◆ **Task brief**
Begin at the line containing "collection in order." in the data below and go on through the line containing "fn git(args: &[&str])", repeating each line exactly; include both ends and no other line.

◆ **Material shown**
--------------------------------
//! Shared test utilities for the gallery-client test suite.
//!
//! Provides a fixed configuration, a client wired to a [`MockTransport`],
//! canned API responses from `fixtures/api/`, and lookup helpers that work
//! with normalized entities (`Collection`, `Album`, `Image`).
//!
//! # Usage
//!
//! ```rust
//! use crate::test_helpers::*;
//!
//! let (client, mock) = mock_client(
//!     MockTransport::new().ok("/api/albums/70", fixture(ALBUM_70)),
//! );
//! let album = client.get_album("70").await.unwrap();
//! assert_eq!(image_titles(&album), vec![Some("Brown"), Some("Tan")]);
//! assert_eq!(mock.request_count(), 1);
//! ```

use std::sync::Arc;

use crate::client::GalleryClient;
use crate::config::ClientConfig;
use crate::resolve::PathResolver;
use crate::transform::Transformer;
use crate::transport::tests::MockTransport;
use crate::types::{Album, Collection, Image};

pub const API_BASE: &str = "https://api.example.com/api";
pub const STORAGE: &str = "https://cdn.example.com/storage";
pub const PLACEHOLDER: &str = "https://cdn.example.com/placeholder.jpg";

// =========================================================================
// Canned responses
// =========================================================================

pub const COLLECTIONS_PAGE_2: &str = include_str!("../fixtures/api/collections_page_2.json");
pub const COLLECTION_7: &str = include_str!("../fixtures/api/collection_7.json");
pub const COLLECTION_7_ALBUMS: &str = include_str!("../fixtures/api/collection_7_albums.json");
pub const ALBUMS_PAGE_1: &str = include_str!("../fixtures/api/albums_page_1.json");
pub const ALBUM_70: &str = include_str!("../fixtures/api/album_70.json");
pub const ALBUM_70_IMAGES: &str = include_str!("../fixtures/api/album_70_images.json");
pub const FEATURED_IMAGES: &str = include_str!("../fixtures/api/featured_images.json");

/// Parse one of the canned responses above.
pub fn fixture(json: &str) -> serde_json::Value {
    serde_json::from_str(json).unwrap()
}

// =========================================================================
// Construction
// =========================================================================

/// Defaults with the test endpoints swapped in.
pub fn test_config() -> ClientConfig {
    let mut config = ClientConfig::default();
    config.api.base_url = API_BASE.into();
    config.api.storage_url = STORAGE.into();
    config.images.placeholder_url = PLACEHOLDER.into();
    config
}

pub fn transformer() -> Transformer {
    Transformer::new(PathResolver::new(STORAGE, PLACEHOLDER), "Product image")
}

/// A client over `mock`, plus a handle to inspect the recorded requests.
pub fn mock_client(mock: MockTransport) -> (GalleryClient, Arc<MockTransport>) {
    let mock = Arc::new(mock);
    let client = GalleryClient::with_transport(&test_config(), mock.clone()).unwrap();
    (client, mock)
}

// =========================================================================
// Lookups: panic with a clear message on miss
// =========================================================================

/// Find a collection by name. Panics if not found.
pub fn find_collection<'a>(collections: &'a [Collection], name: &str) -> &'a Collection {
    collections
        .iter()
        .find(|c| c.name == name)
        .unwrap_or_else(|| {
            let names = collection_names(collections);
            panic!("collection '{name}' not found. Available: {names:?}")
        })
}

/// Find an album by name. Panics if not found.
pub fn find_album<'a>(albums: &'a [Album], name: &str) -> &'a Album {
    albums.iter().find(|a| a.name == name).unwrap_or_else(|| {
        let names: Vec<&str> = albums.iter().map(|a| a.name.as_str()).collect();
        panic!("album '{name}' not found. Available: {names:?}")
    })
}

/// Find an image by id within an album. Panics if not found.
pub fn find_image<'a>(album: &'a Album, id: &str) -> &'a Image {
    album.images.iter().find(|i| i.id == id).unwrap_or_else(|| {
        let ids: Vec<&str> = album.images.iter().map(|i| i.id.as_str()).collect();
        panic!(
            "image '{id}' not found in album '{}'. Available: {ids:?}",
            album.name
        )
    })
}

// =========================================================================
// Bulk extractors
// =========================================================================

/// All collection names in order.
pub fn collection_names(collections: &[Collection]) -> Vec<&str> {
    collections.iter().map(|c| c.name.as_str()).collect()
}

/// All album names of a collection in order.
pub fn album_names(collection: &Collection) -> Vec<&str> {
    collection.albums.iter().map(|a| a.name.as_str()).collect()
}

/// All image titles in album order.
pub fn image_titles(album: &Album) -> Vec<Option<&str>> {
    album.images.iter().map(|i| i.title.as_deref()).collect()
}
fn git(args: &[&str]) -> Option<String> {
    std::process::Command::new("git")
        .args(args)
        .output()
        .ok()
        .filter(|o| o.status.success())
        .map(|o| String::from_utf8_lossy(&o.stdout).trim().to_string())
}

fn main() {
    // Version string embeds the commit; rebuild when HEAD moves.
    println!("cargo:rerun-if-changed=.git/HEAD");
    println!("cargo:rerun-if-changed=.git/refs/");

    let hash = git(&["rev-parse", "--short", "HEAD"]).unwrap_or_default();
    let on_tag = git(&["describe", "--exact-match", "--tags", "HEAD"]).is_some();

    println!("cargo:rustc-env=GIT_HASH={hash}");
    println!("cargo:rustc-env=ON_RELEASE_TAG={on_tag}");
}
--------------------------------
◆ **Result of this exercise**
/// All album names of a collection in order.
pub fn album_names(collection: &Collection) -> Vec<&str> {
    collection.albums.iter().map(|a| a.name.as_str()).collect()
}

/// All image titles in album order.
pub fn image_titles(album: &Album) -> Vec<Option<&str>> {
    album.images.iter().map(|i| i.title.as_deref()).collect()
}
fn git(args: &[&str]) -> Option<String> {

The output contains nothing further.